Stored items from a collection
---*---
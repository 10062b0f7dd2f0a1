//! Configuration files
//!
//! The server and every source/sink utility read the same two files,
//! `/etc/dvmixrc` then `~/.dvmixrc` with later values winning, so a
//! machine can point all of them at one mixer without repeating flags.
//! Lines are `KEY=VALUE`; blank lines, `#` comments and unknown keys
//! are ignored.

use std::env;
use std::fs::File;
use std::io::{self, BufRead, BufReader};
use std::path::{Path, PathBuf};

use crate::error::{Error, Result};

/// System-wide configuration file
pub const SYSTEM_CONFIG_PATH: &str = "/etc/dvmixrc";

/// Per-user configuration file name, relative to `$HOME`
pub const USER_CONFIG_FILENAME: &str = ".dvmixrc";

/// Where to find the mixer, as far as the config files know
#[derive(Debug, Default, Clone)]
pub struct MixerSettings {
    /// `MIXER_HOST`: host the server binds and clients connect to
    pub host: Option<String>,
    /// `MIXER_PORT`: TCP port, same
    pub port: Option<String>,
}

impl MixerSettings {
    /// Read the standard configuration files. Missing files are fine;
    /// unreadable ones are skipped with a warning.
    pub fn load() -> Self {
        let mut settings = Self::default();
        if let Err(e) = settings.merge_path(Path::new(SYSTEM_CONFIG_PATH)) {
            tracing::warn!(error = %e, "Skipping configuration file");
        }
        if let Some(path) = user_config_path() {
            if let Err(e) = settings.merge_path(&path) {
                tracing::warn!(error = %e, "Skipping configuration file");
            }
        }
        settings
    }

    /// Merge one configuration file. A missing file is not an error;
    /// anything else unreadable about it is.
    pub fn merge_path(&mut self, path: &Path) -> Result<()> {
        let file = match File::open(path) {
            Ok(file) => file,
            Err(e) if e.kind() == io::ErrorKind::NotFound => return Ok(()),
            Err(e) => return Err(Error::Config(format!("{}: {e}", path.display()))),
        };
        self.merge_reader(BufReader::new(file))
            .map_err(|e| Error::Config(format!("{}: {e}", path.display())))
    }

    /// Merge `KEY=VALUE` lines from a reader, later values winning.
    pub fn merge_reader<R: BufRead>(&mut self, reader: R) -> io::Result<()> {
        for line in reader.lines() {
            let line = line?;
            let line = line.trim();
            if line.is_empty() || line.starts_with('#') {
                continue;
            }
            if let Some((key, value)) = line.split_once('=') {
                self.apply(key.trim(), value.trim());
            }
        }
        Ok(())
    }

    fn apply(&mut self, key: &str, value: &str) {
        match key {
            "MIXER_HOST" => self.host = Some(value.to_string()),
            "MIXER_PORT" => self.port = Some(value.to_string()),
            _ => {}
        }
    }
}

fn user_config_path() -> Option<PathBuf> {
    env::var_os("HOME").map(|home| Path::new(&home).join(USER_CONFIG_FILENAME))
}
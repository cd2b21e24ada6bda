use std::path::PathBuf;

use chrono::Local;
use clap::{Parser, Subcommand};
use deliscrape::{info_time, Config, Error, QueryResult, Result, Session};
use serde_json::{json, Value};
use tracing_subscriber::EnvFilter;

#[derive(Debug, Parser)]
#[command(version, about = "Fetch bookmark data from the site's pages")]
struct Cli {
    /// TOML file with session settings
    #[arg(short, long)]
    config: Option<PathBuf>,

    /// HTTP proxy, overrides the config file
    #[arg(long)]
    proxy: Option<String>,

    /// Page cap per query, overrides the config file
    #[arg(long)]
    max_pages: Option<usize>,

    /// Most recent bookmarks to keep, 0 for all; overrides the config file
    #[arg(long)]
    max_bookmarks: Option<usize>,

    #[command(subcommand)]
    command: Command,
}

#[derive(Debug, Subcommand)]
enum Command {
    /// Bookmark history of one or more URLs
    Url {
        #[arg(required = true)]
        urls: Vec<String>,
    },
    /// Bookmarks of a user
    User {
        username: String,
        /// Include private bookmarks
        #[arg(long, env = "DELISCRAPE_PASSWORD")]
        password: Option<String>,
    },
    /// Tag vocabulary of a user
    Tags { username: String },
    /// Network members and fans of a user
    Network { username: String },
}

#[tokio::main]
async fn main() -> Result<()> {
    tracing_subscriber::fmt()
        .with_env_filter(
            EnvFilter::try_from_default_env().unwrap_or_else(|_| EnvFilter::new("info")),
        )
        .with_writer(std::io::stderr)
        .init();

    let start_time = Local::now();
    let cli = Cli::parse();
    let session = Session::new(load_config(&cli)?)?;

    let json = match cli.command {
        Command::Url { urls } if urls.len() == 1 => {
            to_json(&session.get_url_history(&urls[0]).await?)?
        }
        Command::Url { urls } => {
            let results: Vec<Value> = session
                .get_url_histories(urls)
                .await?
                .into_iter()
                .map(|(url, res)| history_entry(url, res))
                .collect();
            to_json(&results)?
        }
        Command::User { username, password } => {
            to_json(&session.get_user_bookmarks(&username, password.as_deref()).await?)?
        }
        Command::Tags { username } => to_json(&session.get_user_tags(&username).await?)?,
        Command::Network { username } => to_json(&session.get_user_network(&username).await?)?,
    };
    println!("{json}");
    info_time!(start_time, "Full program time:");

    Ok(())
}

fn load_config(cli: &Cli) -> Result<Config> {
    let mut config = match &cli.config {
        Some(path) => {
            let text = std::fs::read_to_string(path)?;
            toml::from_str(&text)
                .map_err(|e| Error::Config(format!("invalid {}: {e}", path.display())))?
        }
        None => Config::default(),
    };
    if let Some(proxy) = &cli.proxy {
        config = config.with_proxy(proxy.clone());
    }
    if let Some(max_pages) = cli.max_pages {
        config = config.with_max_pages(max_pages);
    }
    if let Some(max_bookmarks) = cli.max_bookmarks {
        config = config.with_max_bookmarks(max_bookmarks);
    }
    Ok(config)
}

/// One URL of a multi-URL run. A failed URL is reported in place so the
/// others still get printed.
fn history_entry(url: String, res: Result<QueryResult>) -> Value {
    match res {
        Ok(result) => json!({ "url": url, "result": result }),
        Err(err) => {
            tracing::error!(url = %url, "{err}");
            json!({
                "url": url,
                "error": err.to_string(),
                "throttled": err.is_throttled(),
                "partial_records": err.partial().map(|p| p.len()),
            })
        }
    }
}

fn to_json<T: serde::Serialize>(value: &T) -> Result<String> {
    Ok(serde_json::to_string_pretty(value)?)
}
---*---
EXERCISE PROMPT: A verbatim transcription is needed of the lines above, starting at the line with "if let Some(proxy)" and ending at the line with "fn to_json<T: serde::Serialize>(value: &T)", both included, and of nothing else.

EXERCISE RESULT:
    if let Some(proxy) = &cli.proxy {
        config = config.with_proxy(proxy.clone());
    }
    if let Some(max_pages) = cli.max_pages {
        config = config.with_max_pages(max_pages);
    }
    if let Some(max_bookmarks) = cli.max_bookmarks {
        config = config.with_max_bookmarks(max_bookmarks);
    }
    Ok(config)
}

/// One URL of a multi-URL run. A failed URL is reported in place so the
/// others still get printed.
fn history_entry(url: String, res: Result<QueryResult>) -> Value {
    match res {
        Ok(result) => json!({ "url": url, "result": result }),
        Err(err) => {
            tracing::error!(url = %url, "{err}");
            json!({
                "url": url,
                "error": err.to_string(),
                "throttled": err.is_throttled(),
                "partial_records": err.partial().map(|p| p.len()),
            })
        }
    }
}

fn to_json<T: serde::Serialize>(value: &T) -> Result<String> {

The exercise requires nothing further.